CVE-2025-59939 is a high-severity SQL Injection vulnerability affecting versions of the WeGIA web management system prior to 3.5.0. WeGIA is a web-based platform designed to assist charitable institutions in managing their operations. The vulnerability exists in the control.php endpoint, specifically in the parameters nomeClasse=ProdutoControle, metodo=excluir, and id_produto. The id_produto parameter is improperly sanitized, allowing an attacker to inject malicious SQL commands. This improper neutralization of special elements in SQL commands (CWE-89) can lead to unauthorized database queries, potentially exposing or modifying sensitive data. The vulnerability is exploitable remotely over the network without user interaction, requiring only low privileges (PR:L) on the system. The CVSS 3.1 score of 8.8 reflects the critical impact on confidentiality, integrity, and availability, as successful exploitation can lead to full compromise of the backend database. The issue has been addressed in WeGIA version 3.5.0 by implementing prepared statements, input validation, and sanitization on the id_produto parameter to prevent injection attacks. No known exploits have been reported in the wild yet, but the ease of exploitation and the critical impact make this a significant threat to organizations using vulnerable versions of WeGIA.

For European organizations, particularly charitable institutions using WeGIA versions prior to 3.5.0, this vulnerability poses a severe risk. Exploitation could lead to unauthorized access to sensitive donor information, financial records, and operational data, resulting in data breaches and loss of trust.
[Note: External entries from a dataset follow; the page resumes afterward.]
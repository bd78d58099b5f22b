//! In-memory fakes for the relay's capability traits.

use std::collections::HashMap;
use std::sync::atomic::{AtomicUsize, Ordering};
use std::sync::Mutex;
use std::time::Duration;

use async_trait::async_trait;

use crate::delivery::{Deliverer, DeliveryOutcome, DeliveryStatus};
use crate::notification::{MessageType, NotificationValidator, SnsMessage, ValidationError};
use crate::store::{MailStore, StoreError, StoredMail};

// =============================================================================
// Store
// =============================================================================

#[derive(Debug, Default, Clone, Copy, PartialEq, Eq)]
pub struct StoreCalls {
    pub list: usize,
    pub get: usize,
    pub delete: usize,
    pub listed_objects: usize,
}

/// Store backed by an ordered list of objects.
///
/// Every operation marks itself active for its duration; `max_active`
/// records the highest overlap observed across concurrent callers.
#[derive(Default)]
pub struct MemoryStore {
    objects: Mutex<Vec<(String, Vec<u8>)>>,
    calls: Mutex<StoreCalls>,
    fail_get: Mutex<Vec<String>>,
    fail_delete: Mutex<Vec<String>>,
    fail_list: Mutex<bool>,
    active: AtomicUsize,
    max_active: AtomicUsize,
    op_delay: Option<Duration>,
}

impl MemoryStore {
    pub fn new() -> Self {
        Self::default()
    }

    pub fn with_object(self, key: &str, raw: &[u8]) -> Self {
        self.objects
            .lock()
            .unwrap()
            .push((key.to_string(), raw.to_vec()));
        self
    }

    pub fn with_failing_get(self, key: &str) -> Self {
        self.fail_get.lock().unwrap().push(key.to_string());
        self
    }

    pub fn with_failing_delete(self, key: &str) -> Self {
        self.fail_delete.lock().unwrap().push(key.to_string());
        self
    }

    pub fn with_failing_list(self) -> Self {
        *self.fail_list.lock().unwrap() = true;
        self
    }

    pub fn with_op_delay(mut self, delay: Duration) -> Self {
        self.op_delay = Some(delay);
        self
    }

    pub fn insert(&self, key: &str, raw: &[u8]) {
        self.objects
            .lock()
            .unwrap()
            .push((key.to_string(), raw.to_vec()));
    }

    pub fn calls(&self) -> StoreCalls {
        *self.calls.lock().unwrap()
    }

    pub fn keys(&self) -> Vec<String> {
        self.objects
            .lock()
            .unwrap()
            .iter()
            .map(|(k, _)| k.clone())
            .collect()
    }

    pub fn max_active(&self) -> usize {
        self.max_active.load(Ordering::SeqCst)
    }

    async fn enter(&self) {
        let now = self.active.fetch_add(1, Ordering::SeqCst) + 1;
        self.max_active.fetch_max(now, Ordering::SeqCst);
        match self.op_delay {
            Some(delay) => tokio::time::sleep(delay).await,
            None => tokio::task::yield_now().await,
        }
    }

    fn leave(&self) {
        self.active.fetch_sub(1, Ordering::SeqCst);
    }
}

#[async_trait]
impl MailStore for MemoryStore {
    async fn list(&self) -> Result<Vec<String>, StoreError> {
        self.enter().await;
        let result = if *self.fail_list.lock().unwrap() {
            Err(StoreError::List("listing unavailable".to_string()))
        } else {
            let keys = self.keys();
            let mut calls = self.calls.lock().unwrap();
            calls.list += 1;
            calls.listed_objects += keys.len();
            Ok(keys)
        };
        self.leave();
        result
    }

    async fn get(&self, key: &str) -> Result<StoredMail, StoreError> {
        self.enter().await;
        self.calls.lock().unwrap().get += 1;
        let result = if self.fail_get.lock().unwrap().iter().any(|k| k == key) {
            Err(StoreError::Fetch {
                key: key.to_string(),
                reason: "unavailable".to_string(),
            })
        } else {
            self.objects
                .lock()
                .unwrap()
                .iter()
                .find(|(k, _)| k == key)
                .map(|(k, raw)| StoredMail {
                    key: k.clone(),
                    raw: raw.clone(),
                })
                .ok_or_else(|| StoreError::Fetch {
                    key: key.to_string(),
                    reason: "no such key".to_string(),
                })
        };
        self.leave();
        result
    }

    async fn delete(&self, key: &str) -> Result<(), StoreError> {
        self.enter().await;
        self.calls.lock().unwrap().delete += 1;
        let result = if self.fail_delete.lock().unwrap().iter().any(|k| k == key) {
            Err(StoreError::Delete {
                key: key.to_string(),
                reason: "access denied".to_string(),
            })
        } else {
            self.objects.lock().unwrap().retain(|(k, _)| k != key);
            Ok(())
        };
        self.leave();
        result
    }
}

// =============================================================================
// Deliverer
// =============================================================================

#[derive(Debug, Clone, PartialEq, Eq)]
pub struct DeliveryCall {
    pub from: Option<String>,
    pub recipient: String,
    pub raw: Vec<u8>,
}

/// Deliverer recording every attempt; recipients are delivered unless a
/// status was scripted for them.
#[derive(Default)]
pub struct RecordingDeliverer {
    calls: Mutex<Vec<DeliveryCall>>,
    scripted: HashMap<String, DeliveryStatus>,
}

impl RecordingDeliverer {
    pub fn with_status(mut self, recipient: &str, status: DeliveryStatus) -> Self {
        self.scripted.insert(recipient.to_string(), status);
        self
    }

    pub fn calls(&self) -> Vec<DeliveryCall> {
        self.calls.lock().unwrap().clone()
    }

    pub fn calls_to(&self, recipient: &str) -> Vec<DeliveryCall> {
        self.calls()
            .into_iter()
            .filter(|c| c.recipient == recipient)
            .collect()
    }
}

#[async_trait]
impl Deliverer for RecordingDeliverer {
    async fn deliver(&self, from: Option<&str>, recipient: &str, raw: &[u8]) -> DeliveryOutcome {
        self.calls.lock().unwrap().push(DeliveryCall {
            from: from.map(str::to_string),
            recipient: recipient.to_string(),
            raw: raw.to_vec(),
        });

        let status = self
            .scripted
            .get(recipient)
            .copied()
            .unwrap_or(DeliveryStatus::Delivered);

        DeliveryOutcome::new(recipient, status, format!("scripted {status}"))
    }
}

// =============================================================================
// Validator
// =============================================================================

/// Validator accepting every signature, or refusing all with a fixed error.
#[derive(Default)]
pub struct StaticValidator {
    pub refuse_with: Option<ValidationError>,
}

impl StaticValidator {
    pub fn refusing(error: ValidationError) -> Self {
        Self {
            refuse_with: Some(error),
        }
    }
}

#[async_trait]
impl NotificationValidator for StaticValidator {
    async fn validate_message(
        &self,
        _message_type: MessageType,
        _message: &SnsMessage,
    ) -> Result<(), ValidationError> {
        match self.refuse_with {
            Some(e) => Err(e),
            None => Ok(()),
        }
    }
}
The integrity of the database could be compromised, allowing attackers to alter or delete critical data, disrupting organizational operations. Availability could also be affected if attackers execute destructive SQL commands, potentially causing denial of service. Given the nature of charitable organizations, data confidentiality and integrity are paramount, and breaches could have legal and reputational consequences under GDPR and other data protection regulations in Europe. Additionally, attackers could leverage this vulnerability as a foothold for further network intrusion or lateral movement within the organization's infrastructure.

European organizations using WeGIA should immediately upgrade to version 3.5.0 or later, where the vulnerability is patched. If immediate upgrade is not feasible, implement web application firewall (WAF) rules to detect and block SQL injection patterns targeting the control.php endpoint and specifically the id_produto parameter. Conduct thorough input validation and sanitization on all user-supplied data, especially parameters that interact with the database. Employ prepared statements and parameterized queries in any custom integrations or extensions of WeGIA. Regularly audit and monitor database logs for suspicious queries or anomalies. Implement strict access controls to limit the privileges of accounts interacting with the database to minimize potential damage. Finally, conduct security awareness training for developers and administrators on secure coding practices to prevent similar vulnerabilities.